Commercial property values have been boosted by the latest report released by CBRE, which has shown a marked improvement during March and the strongest overall performance so far in 2011.
At the ‘All Property’ level, figures showed total returns of 1.2% and capital value growth of 0.7%.
For the first time in fourteen months, the Central London offices sector was outperformed by the shopping centre sector, its 1.1% capital growth and total returns of 1.5% were leapfrogged by the shopping centre sector’s 1.5% capital value growth and 2.0% total returns.
Retail warehouses enjoyed a positive month, with capital growth of 0.6% and 1.0% total returns. In contrast, shops came below the All Property benchmark with 0.2% capital growth and 0.7% total returns.
Total returns from the retail sector came in at 1.3% with 0.8% growth. Industrial returns were 0.4% in capital growth with total returns of 1.0%.
There is though, the concerning news that secondary commercial property assets continue to underperform. It has been estimated that the current discount from prime to secondary assets is 40–45%, compared to a regular figure of 15–20%. Lease expiries, tenant failure and a continued shortage of bank finance have been cited as contributory factors.
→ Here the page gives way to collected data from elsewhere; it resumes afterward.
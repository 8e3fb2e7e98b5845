//! Usage: Relay vocabulary (fixed event names) and per-surface capability sets.

use crate::notify::{NotificationVariant, WindowVariant};

pub(crate) const MAIN_WINDOW_LABEL: &str = "main";
pub(crate) const NOTIFICATION_LABEL_PREFIX: &str = "notification-";

#[derive(Debug, Clone, Copy, PartialEq, Eq, Hash)]
pub(crate) enum RelayEvent {
    ShowNative,
    ShowCustom,
    ShowDark,
    ShowCompact,
    ShowAdvanced,
    AcceptCall,
    DeclineCall,
}

impl RelayEvent {
    pub(crate) const ALL: [RelayEvent; 7] = [
        RelayEvent::ShowNative,
        RelayEvent::ShowCustom,
        RelayEvent::ShowDark,
        RelayEvent::ShowCompact,
        RelayEvent::ShowAdvanced,
        RelayEvent::AcceptCall,
        RelayEvent::DeclineCall,
    ];

    pub(crate) fn name(self) -> &'static str {
        match self {
            RelayEvent::ShowNative => "show-native-notification",
            RelayEvent::ShowCustom => "show-custom-notification",
            RelayEvent::ShowDark => "show-dark-notification",
            RelayEvent::ShowCompact => "show-compact-notification",
            RelayEvent::ShowAdvanced => "show-advanced-notification",
            RelayEvent::AcceptCall => "accept-call",
            RelayEvent::DeclineCall => "decline-call",
        }
    }

    #[cfg(test)]
    pub(crate) fn from_name(name: &str) -> Option<Self> {
        Self::ALL.into_iter().find(|event| event.name() == name)
    }

    /// The variant a `show-*` event asks for; `None` for accept/decline.
    pub(crate) fn requested_variant(self) -> Option<NotificationVariant> {
        match self {
            RelayEvent::ShowNative => Some(NotificationVariant::Native),
            RelayEvent::ShowCustom => Some(NotificationVariant::Window(WindowVariant::Custom)),
            RelayEvent::ShowDark => Some(NotificationVariant::Window(WindowVariant::Dark)),
            RelayEvent::ShowCompact => Some(NotificationVariant::Window(WindowVariant::Compact)),
            RelayEvent::ShowAdvanced => {
                Some(NotificationVariant::Window(WindowVariant::Advanced))
            }
            RelayEvent::AcceptCall | RelayEvent::DeclineCall => None,
        }
    }
}

impl std::fmt::Display for RelayEvent {
    fn fmt(&self, f: &mut std::fmt::Formatter<'_>) -> std::fmt::Result {
        f.write_str(self.name())
    }
}

/// Which kind of presentation surface is talking to the relay.
#[derive(Debug, Clone, Copy, PartialEq, Eq)]
pub(crate) enum SurfaceRole {
    Main,
    Notification,
}

const MAIN_CAPABILITIES: [RelayEvent; 5] = [
    RelayEvent::ShowNative,
    RelayEvent::ShowCustom,
    RelayEvent::ShowDark,
    RelayEvent::ShowCompact,
    RelayEvent::ShowAdvanced,
];

const NOTIFICATION_CAPABILITIES: [RelayEvent; 2] = [RelayEvent::AcceptCall, RelayEvent::DeclineCall];

impl SurfaceRole {
    pub(crate) fn from_label(label: &str) -> Option<Self> {
        if label == MAIN_WINDOW_LABEL {
            return Some(SurfaceRole::Main);
        }
        if label.starts_with(NOTIFICATION_LABEL_PREFIX) {
            return Some(SurfaceRole::Notification);
        }
        None
    }

    pub(crate) fn capabilities(self) -> &'static [RelayEvent] {
        match self {
            SurfaceRole::Main => &MAIN_CAPABILITIES,
            SurfaceRole::Notification => &NOTIFICATION_CAPABILITIES,
        }
    }

    pub(crate) fn permits(self, event: RelayEvent) -> bool {
        self.capabilities().contains(&event)
    }
}

pub(crate) fn authorize(label: &str, event: RelayEvent) -> Result<SurfaceRole, String> {
    let Some(role) = SurfaceRole::from_label(label) else {
        return Err(format!("SEC_FORBIDDEN: unknown surface label={label}"));
    };
    if !role.permits(event) {
        return Err(format!(
            "SEC_FORBIDDEN: surface={label} may not send event={event}"
        ));
    }
    Ok(role)
}
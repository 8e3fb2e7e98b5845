//! Usage: Cross-cutting utilities shared across domains (low-level helpers, pure logic).

#[cfg(all(unix, not(any(target_os = "ios", target_os = "android"))))]
pub(crate) mod blocking;
pub(crate) mod fs;
pub(crate) mod mutex_ext;
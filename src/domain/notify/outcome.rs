//! Usage: Native notification action vocabulary and outcome mapping.
//!
//! Only platforms whose notification center reports the user's choice compile
//! this module: freedesktop servers (action ids) and macOS (button captions).

pub(crate) const ACCEPT_ACTION_ID: &str = "accept";
pub(crate) const DECLINE_ACTION_ID: &str = "decline";
/// Action id freedesktop servers report for a click on the notification body.
#[cfg(any(test, not(target_os = "macos")))]
pub(crate) const CLICK_ACTION_ID: &str = "default";
/// Pseudo action reported when the notification is dismissed or expires.
#[cfg(any(test, not(target_os = "macos")))]
pub(crate) const CLOSED_ACTION_ID: &str = "__closed";

/// (id, button text), in button order.
pub(crate) const NATIVE_ACTIONS: [(&str, &str); 2] =
    [(ACCEPT_ACTION_ID, "Accept"), (DECLINE_ACTION_ID, "Decline")];

#[derive(Debug, Clone, Copy, PartialEq, Eq)]
pub(crate) enum NativeOutcome {
    Accepted,
    Declined,
    Clicked,
    Closed,
}

impl NativeOutcome {
    /// Position of the pressed button in `NATIVE_ACTIONS`.
    pub(crate) fn from_action_index(index: usize) -> Option<Self> {
        match index {
            0 => Some(Self::Accepted),
            1 => Some(Self::Declined),
            _ => None,
        }
    }

    #[cfg(any(test, not(target_os = "macos")))]
    pub(crate) fn from_action_id(id: &str) -> Option<Self> {
        if let Some(index) = NATIVE_ACTIONS.iter().position(|(action, _)| *action == id) {
            return Self::from_action_index(index);
        }
        match id {
            CLICK_ACTION_ID => Some(Self::Clicked),
            CLOSED_ACTION_ID => Some(Self::Closed),
            _ => None,
        }
    }

    /// For hosts that report the caption of the pressed button.
    #[cfg(any(test, target_os = "macos"))]
    pub(crate) fn from_button_text(text: &str) -> Option<Self> {
        let index = NATIVE_ACTIONS
            .iter()
            .position(|(_, caption)| *caption == text)?;
        Self::from_action_index(index)
    }

    pub(crate) fn as_str(self) -> &'static str {
        match self {
            Self::Accepted => "accepted",
            Self::Declined => "declined",
            Self::Clicked => "clicked",
            Self::Closed => "closed",
        }
    }
}

/// Logs what the user did with the native notification.
pub(crate) fn report_outcome(outcome: NativeOutcome) -> &'static str {
    match outcome {
        NativeOutcome::Accepted => {
            tracing::info!(outcome = "accepted", "native notification: call accepted")
        }
        NativeOutcome::Declined => {
            tracing::info!(outcome = "declined", "native notification: call declined")
        }
        NativeOutcome::Clicked => tracing::info!(outcome = "clicked", "native notification clicked"),
        NativeOutcome::Closed => tracing::info!(outcome = "closed", "native notification closed"),
    }
    outcome.as_str()
}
Commercial property occupier markets are seriously affecting commercial property performance differentials. The All Property figures have shown a continuing weaknesses in most occupier markets.
However, the latest report contains cause for optimism, with David Wylie, CBRE’s Head of UK Economics and Forecasting, observing that ‘improvements in occupier markets are beginning to be seen in a number of sub-markets, notably Central London offices and retail warehouses’. This is ‘helping to drive valuations ahead, reducing the reliance on further yield compression’.
So, despite some positives and March appearing to be the strongest month of the year, this isn’t cause for all out celebration. Concern still remains for commercial property in the UK offices sector outside of London, where values have dropped 0.3% with positive returns at just 0.2%, making the office sector in UK areas, the weakest performing commercial property sub-sector.
In today’s climate, it remains very difficult to make any predictions regarding the future of the commercial property market.